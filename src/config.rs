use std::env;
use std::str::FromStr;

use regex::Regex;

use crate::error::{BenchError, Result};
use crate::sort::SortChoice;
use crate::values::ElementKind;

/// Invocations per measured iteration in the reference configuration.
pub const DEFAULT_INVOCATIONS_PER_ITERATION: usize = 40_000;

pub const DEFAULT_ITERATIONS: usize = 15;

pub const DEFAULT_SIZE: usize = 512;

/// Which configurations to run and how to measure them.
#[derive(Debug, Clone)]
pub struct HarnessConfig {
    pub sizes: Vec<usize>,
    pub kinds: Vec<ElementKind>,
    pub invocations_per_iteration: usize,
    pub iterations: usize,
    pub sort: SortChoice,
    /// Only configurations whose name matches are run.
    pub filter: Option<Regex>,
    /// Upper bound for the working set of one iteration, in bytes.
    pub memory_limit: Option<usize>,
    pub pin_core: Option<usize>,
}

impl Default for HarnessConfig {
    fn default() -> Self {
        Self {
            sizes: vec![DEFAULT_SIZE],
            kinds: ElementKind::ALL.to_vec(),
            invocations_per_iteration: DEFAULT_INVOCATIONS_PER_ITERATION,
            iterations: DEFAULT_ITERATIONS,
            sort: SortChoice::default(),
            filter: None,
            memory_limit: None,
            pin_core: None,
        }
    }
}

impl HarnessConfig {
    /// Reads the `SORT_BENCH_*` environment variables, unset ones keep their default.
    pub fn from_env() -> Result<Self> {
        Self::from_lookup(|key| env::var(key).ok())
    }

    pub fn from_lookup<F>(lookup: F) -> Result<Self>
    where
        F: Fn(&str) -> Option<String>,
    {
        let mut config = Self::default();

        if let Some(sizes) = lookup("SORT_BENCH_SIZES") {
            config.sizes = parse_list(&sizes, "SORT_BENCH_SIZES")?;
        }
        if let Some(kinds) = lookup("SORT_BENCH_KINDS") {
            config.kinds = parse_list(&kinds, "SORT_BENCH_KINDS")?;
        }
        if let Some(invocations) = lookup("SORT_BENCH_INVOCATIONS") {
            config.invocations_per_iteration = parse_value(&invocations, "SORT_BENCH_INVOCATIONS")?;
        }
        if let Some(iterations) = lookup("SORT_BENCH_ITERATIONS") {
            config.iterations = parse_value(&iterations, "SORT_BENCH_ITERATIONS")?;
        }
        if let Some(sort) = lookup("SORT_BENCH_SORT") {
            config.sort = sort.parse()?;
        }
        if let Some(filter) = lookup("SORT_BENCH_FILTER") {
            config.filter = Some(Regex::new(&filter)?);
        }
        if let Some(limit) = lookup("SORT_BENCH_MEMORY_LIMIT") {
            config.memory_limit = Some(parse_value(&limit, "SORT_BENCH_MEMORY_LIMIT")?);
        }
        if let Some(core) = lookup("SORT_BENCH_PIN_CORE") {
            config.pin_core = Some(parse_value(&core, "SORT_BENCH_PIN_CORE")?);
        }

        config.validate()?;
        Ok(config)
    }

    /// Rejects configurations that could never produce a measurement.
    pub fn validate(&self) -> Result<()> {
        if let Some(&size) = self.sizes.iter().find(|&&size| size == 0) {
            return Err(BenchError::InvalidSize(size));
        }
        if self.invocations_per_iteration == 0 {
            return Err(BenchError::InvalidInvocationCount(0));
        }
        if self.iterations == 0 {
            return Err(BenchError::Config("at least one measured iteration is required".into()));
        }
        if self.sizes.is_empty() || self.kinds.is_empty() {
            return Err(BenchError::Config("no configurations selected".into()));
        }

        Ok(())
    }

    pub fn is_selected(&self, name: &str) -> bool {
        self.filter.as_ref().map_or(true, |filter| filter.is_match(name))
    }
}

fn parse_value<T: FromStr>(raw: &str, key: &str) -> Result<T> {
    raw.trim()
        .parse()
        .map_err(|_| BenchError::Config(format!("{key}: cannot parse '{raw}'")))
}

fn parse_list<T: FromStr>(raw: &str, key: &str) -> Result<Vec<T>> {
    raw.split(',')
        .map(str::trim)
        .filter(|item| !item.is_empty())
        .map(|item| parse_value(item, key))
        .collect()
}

+---+

**BRIEF**
Each entry should be written out again exactly, with no word left out.

**EXERCISE RESPONSE**
filename src/config.rs
use std::env;
use std::str::FromStr;

use regex::Regex;

use crate::error::{BenchError, Result};
use crate::sort::SortChoice;
use crate::values::ElementKind;

/// Invocations per measured iteration in the reference configuration.
pub const DEFAULT_INVOCATIONS_PER_ITERATION: usize = 40_000;

pub const DEFAULT_ITERATIONS: usize = 15;

pub const DEFAULT_SIZE: usize = 512;

/// Which configurations to run and how to measure them.
#[derive(Debug, Clone)]
pub struct HarnessConfig {
    pub sizes: Vec<usize>,
    pub kinds: Vec<ElementKind>,
    pub invocations_per_iteration: usize,
    pub iterations: usize,
    pub sort: SortChoice,
    /// Only configurations whose name matches are run.
    pub filter: Option<Regex>,
    /// Upper bound for the working set of one iteration, in bytes.
    pub memory_limit: Option<usize>,
    pub pin_core: Option<usize>,
}

impl Default for HarnessConfig {
    fn default() -> Self {
        Self {
            sizes: vec![DEFAULT_SIZE],
            kinds: ElementKind::ALL.to_vec(),
            invocations_per_iteration: DEFAULT_INVOCATIONS_PER_ITERATION,
            iterations: DEFAULT_ITERATIONS,
            sort: SortChoice::default(),
            filter: None,
            memory_limit: None,
            pin_core: None,
        }
    }
}

impl HarnessConfig {
    /// Reads the `SORT_BENCH_*` environment variables, unset ones keep their default.
    pub fn from_env() -> Result<Self> {
        Self::from_lookup(|key| env::var(key).ok())
    }

    pub fn from_lookup<F>(lookup: F) -> Result<Self>
    where
        F: Fn(&str) -> Option<String>,
    {
        let mut config = Self::default();

        if let Some(sizes) = lookup("SORT_BENCH_SIZES") {
            config.sizes = parse_list(&sizes, "SORT_BENCH_SIZES")?;
        }
        if let Some(kinds) = lookup("SORT_BENCH_KINDS") {
            config.kinds = parse_list(&kinds, "SORT_BENCH_KINDS")?;
        }
        if let Some(invocations) = lookup("SORT_BENCH_INVOCATIONS") {
            config.invocations_per_iteration = parse_value(&invocations, "SORT_BENCH_INVOCATIONS")?;
        }
        if let Some(iterations) = lookup("SORT_BENCH_ITERATIONS") {
            config.iterations = parse_value(&iterations, "SORT_BENCH_ITERATIONS")?;
        }
        if let Some(sort) = lookup("SORT_BENCH_SORT") {
            config.sort = sort.parse()?;
        }
        if let Some(filter) = lookup("SORT_BENCH_FILTER") {
            config.filter = Some(Regex::new(&filter)?);
        }
        if let Some(limit) = lookup("SORT_BENCH_MEMORY_LIMIT") {
            config.memory_limit = Some(parse_value(&limit, "SORT_BENCH_MEMORY_LIMIT")?);
        }
        if let Some(core) = lookup("SORT_BENCH_PIN_CORE") {
            config.pin_core = Some(parse_value(&core, "SORT_BENCH_PIN_CORE")?);
        }

        config.validate()?;
        Ok(config)
    }

    /// Rejects configurations that could never produce a measurement.
    pub fn validate(&self) -> Result<()> {
        if let Some(&size) = self.sizes.iter().find(|&&size| size == 0) {
            return Err(BenchError::InvalidSize(size));
        }
        if self.invocations_per_iteration == 0 {
            return Err(BenchError::InvalidInvocationCount(0));
        }
        if self.iterations == 0 {
            return Err(BenchError::Config("at least one measured iteration is required".into()));
        }
        if self.sizes.is_empty() || self.kinds.is_empty() {
            return Err(BenchError::Config("no configurations selected".into()));
        }

        Ok(())
    }

    pub fn is_selected(&self, name: &str) -> bool {
        self.filter.as_ref().map_or(true, |filter| filter.is_match(name))
    }
}

fn parse_value<T: FromStr>(raw: &str, key: &str) -> Result<T> {
    raw.trim()
        .parse()
        .map_err(|_| BenchError::Config(format!("{key}: cannot parse '{raw}'")))
}

fn parse_list<T: FromStr>(raw: &str, key: &str) -> Result<Vec<T>> {
    raw.split(',')
        .map(str::trim)
        .filter(|item| !item.is_empty())
        .map(|item| parse_value(item, key))
        .collect()
}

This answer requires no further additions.